_Work request_. What you write must match exactly the lines from the one with "#[derive(Debug)]" through the last line of the material below.

*** Input Section Begins ***

//! Region-based intermediate representation.
//!
//! The IR is a tree of operations: a `Module` owns a root region, a region
//! owns blocks, a block owns an ordered list of operations, and an operation
//! may own nested regions (function bodies, `if` branches, loop bodies).
//! Values are SSA: each is defined exactly once, by an operation result or a
//! block argument.
//!
//! Storage is arena-style. Operations, blocks, regions, and values live in
//! flat vectors inside the `Module` and are addressed by copyable index ids.
//! Erasing an operation tombstones its slot; moving a region between
//! operations is O(1) re-parenting. This is what makes the rewrite engine's
//! structural mutations cheap.

pub mod builder;
pub mod lower;
pub mod print;
pub mod rewrite;
pub mod verify;

use crate::error::{Error, Result};

// ─── Ids ──────────────────────────────────────────────────────────

#[derive(Clone, Copy, Debug, PartialEq, Eq, Hash)]
pub struct OpId(pub u32);

#[derive(Clone, Copy, Debug, PartialEq, Eq, Hash)]
pub struct BlockId(pub u32);

#[derive(Clone, Copy, Debug, PartialEq, Eq, Hash)]
pub struct RegionId(pub u32);

#[derive(Clone, Copy, Debug, PartialEq, Eq, Hash)]
pub struct ValueId(pub u32);

// ─── Types ────────────────────────────────────────────────────────

/// Static type of a value.
#[derive(Clone, Debug, PartialEq)]
pub enum Type {
    /// Fixed-width integer. Width 1 doubles as bool, 8 as a byte,
    /// 64 as the loop-index type.
    Int { width: u32 },
    Float,
    /// Fixed-size byte sequence (string storage).
    Bytes { len: usize },
    Fn {
        params: Vec<Type>,
        results: Vec<Type>,
    },
}

impl Type {
    pub const BOOL: Type = Type::Int { width: 1 };
    pub const BYTE: Type = Type::Int { width: 8 };
    pub const I32: Type = Type::Int { width: 32 };
    pub const INDEX: Type = Type::Int { width: 64 };

    pub fn is_float(&self) -> bool {
        matches!(self, Type::Float)
    }

    pub fn is_bytes(&self) -> bool {
        matches!(self, Type::Bytes { .. })
    }

    pub fn int_width(&self) -> Option<u32> {
        match self {
            Type::Int { width } => Some(*width),
            _ => None,
        }
    }
}

impl std::fmt::Display for Type {
    fn fmt(&self, f: &mut std::fmt::Formatter<'_>) -> std::fmt::Result {
        match self {
            Type::Int { width } => write!(f, "i{}", width),
            Type::Float => write!(f, "f64"),
            Type::Bytes { len } => write!(f, "bytes<{}>", len),
            Type::Fn { params, results } => {
                write!(f, "fn(")?;
                for (i, p) in params.iter().enumerate() {
                    if i > 0 {
                        write!(f, ", ")?;
                    }
                    write!(f, "{}", p)?;
                }
                write!(f, ")")?;
                match results.len() {
                    0 => Ok(()),
                    1 => write!(f, " -> {}", results[0]),
                    _ => {
                        write!(f, " -> (")?;
                        for (i, r) in results.iter().enumerate() {
                            if i > 0 {
                                write!(f, ", ")?;
                            }
                            write!(f, "{}", r)?;
                        }
                        write!(f, ")")
                    }
                }
            }
        }
    }
}

/// Literal payload of a source-dialect constant.
#[derive(Clone, Copy, Debug, PartialEq)]
pub enum Literal {
    Int(i64),
    Float(f64),
}

impl Literal {
    pub fn ty(&self) -> Type {
        match self {
            Literal::Int(_) => Type::I32,
            Literal::Float(_) => Type::Float,
        }
    }
}

/// Integer comparison predicate (signed).
#[derive(Clone, Copy, Debug, PartialEq, Eq)]
pub enum IntPred {
    /// signed less-or-equal
    Sle,
    /// not equal
    Ne,
}

/// Float comparison predicate (ordered).
#[derive(Clone, Copy, Debug, PartialEq, Eq)]
pub enum FloatPred {
    /// ordered less-or-equal
    Ole,
    /// ordered not-equal
    One,
}

// ─── Operation kinds ──────────────────────────────────────────────

/// The closed operation vocabulary, one tag per opcode. Dispatch anywhere in
/// the compiler is an exhaustive match, so adding an opcode surfaces every
/// site that needs updating.
#[derive(Clone, Debug, PartialEq)]
pub enum OpKind {
    // ── source dialect ──
    Add,
    Sub,
    Mul,
    LessEq,
    Constant(Literal),
    StringConstant(String),
    Print,
    /// Function definition; owns one body region.
    Func { name: String },
    Call { callee: String },
    /// Value-producing conditional; owns then and else regions.
    If,
    Return,
    Yield,

    // ── standard dialect: arithmetic ──
    AddI,
    SubI,
    MulI,
    AddF,
    SubF,
    MulF,
    CmpI(IntPred),
    CmpF(FloatPred),
    ConstInt { value: i64, width: u32 },
    ConstFloat(f64),

    // ── standard dialect: bit manipulation ──
    And,
    Or,
    Xor,
    /// Zero-extend an integer to a wider width.
    Zext,
    /// Choose between two values based on an i1 condition.
    Select,

    // ── standard dialect: memory ──
    /// Allocate a fixed-size byte buffer.
    Alloc { len: usize },
    /// Store a byte: operands (value, buffer, index).
    Store,
    /// Load a byte: operands (buffer, index).
    Load,

    // ── standard dialect: control flow ──
    /// Counted loop: operands (lb, ub, step); one region whose block takes
    /// the induction variable as argument.
    For,
    SFunc { name: String },
    SCall { callee: String },
    SIf,
    SReturn,
    SYield,

    // ── standard dialect: io ──
    /// Print a numeric value followed by a newline.
    PrintVal,
    /// Print a single byte as a character, no newline.
    PrintChar,
}

impl OpKind {
    /// Dialect-qualified name used by the printer.
    pub fn name(&self) -> &'static str {
        match self {
            OpKind::Add => "sprig.add",
            OpKind::Sub => "sprig.sub",
            OpKind::Mul => "sprig.mul",
            OpKind::LessEq => "sprig.le",
            OpKind::Constant(_) => "sprig.constant",
            OpKind::StringConstant(_) => "sprig.string",
            OpKind::Print => "sprig.print",
            OpKind::Func { .. } => "sprig.func",
            OpKind::Call { .. } => "sprig.call",
            OpKind::If => "sprig.if",
            OpKind::Return => "sprig.return",
            OpKind::Yield => "sprig.yield",
            OpKind::AddI => "std.addi",
            OpKind::SubI => "std.subi",
            OpKind::MulI => "std.muli",
            OpKind::AddF => "std.addf",
            OpKind::SubF => "std.subf",
            OpKind::MulF => "std.mulf",
            OpKind::CmpI(_) => "std.cmpi",
            OpKind::CmpF(_) => "std.cmpf",
            OpKind::ConstInt { .. } => "std.const",
            OpKind::ConstFloat(_) => "std.constf",
            OpKind::And => "std.and",
            OpKind::Or => "std.or",
            OpKind::Xor => "std.xor",
            OpKind::Zext => "std.zext",
            OpKind::Select => "std.select",
            OpKind::Alloc { .. } => "std.alloc",
            OpKind::Store => "std.store",
            OpKind::Load => "std.load",
            OpKind::For => "std.for",
            OpKind::SFunc { .. } => "std.func",
            OpKind::SCall { .. } => "std.call",
            OpKind::SIf => "std.if",
            OpKind::SReturn => "std.return",
            OpKind::SYield => "std.yield",
            OpKind::PrintVal => "std.print",
            OpKind::PrintChar => "std.putc",
        }
    }

    /// Number of regions an operation of this kind must own.
    pub fn num_regions(&self) -> usize {
        match self {
            OpKind::If | OpKind::SIf => 2,
            OpKind::Func { .. } | OpKind::SFunc { .. } | OpKind::For => 1,
            _ => 0,
        }
    }

    /// Terminators end a block and transfer control or a value out of it.
    pub fn is_terminator(&self) -> bool {
        matches!(
            self,
            OpKind::Return | OpKind::Yield | OpKind::SReturn | OpKind::SYield
        )
    }

    /// Symbol name if this operation defines a function.
    pub fn func_name(&self) -> Option<&str> {
        match self {
            OpKind::Func { name } | OpKind::SFunc { name } => Some(name),
            _ => None,
        }
    }

    /// Callee symbol if this operation is a call.
    pub fn callee(&self) -> Option<&str> {
        match self {
            OpKind::Call { callee } | OpKind::SCall { callee } => Some(callee),
            _ => None,
        }
    }
}

// ─── Arena records ────────────────────────────────────────────────

#[derive(Clone, Debug)]
pub struct OpData {
    pub kind: OpKind,
    pub operands: Vec<ValueId>,
    pub results: Vec<ValueId>,
    pub regions: Vec<RegionId>,
    pub parent: Option<BlockId>,
}

#[derive(Clone, Debug)]
pub struct BlockData {
    pub args: Vec<ValueId>,
    pub ops: Vec<OpId>,
    pub parent: Option<RegionId>,
}

#[derive(Clone, Debug)]
pub struct RegionData {
    pub blocks: Vec<BlockId>,
    pub parent: Option<OpId>,
}

#[derive(Clone, Debug)]
pub struct ValueData {
    pub ty: Type,
    pub def: ValueDef,
}

/// The single definition site of a value.
#[derive(Clone, Copy, Debug, PartialEq, Eq)]
pub enum ValueDef {
    OpResult { op: OpId, index: usize },
    BlockArg { block: BlockId, index: usize },
}

// ─── Module ───────────────────────────────────────────────────────

/// Root container: arenas for every IR entity plus the root region that
/// holds all top-level function definitions.
#[derive(Debug)]
pub struct Module {
    ops: Vec<Option<OpData>>,
    blocks: Vec<Option<BlockData>>,
    regions: Vec<RegionData>,
    values: Vec<ValueData>,
    pub body: RegionId,
}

*** Input Section Ends ***

_Problem solution_.
#[derive(Debug)]
pub struct Module {
    ops: Vec<Option<OpData>>,
    blocks: Vec<Option<BlockData>>,
    regions: Vec<RegionData>,
    values: Vec<ValueData>,
    pub body: RegionId,
}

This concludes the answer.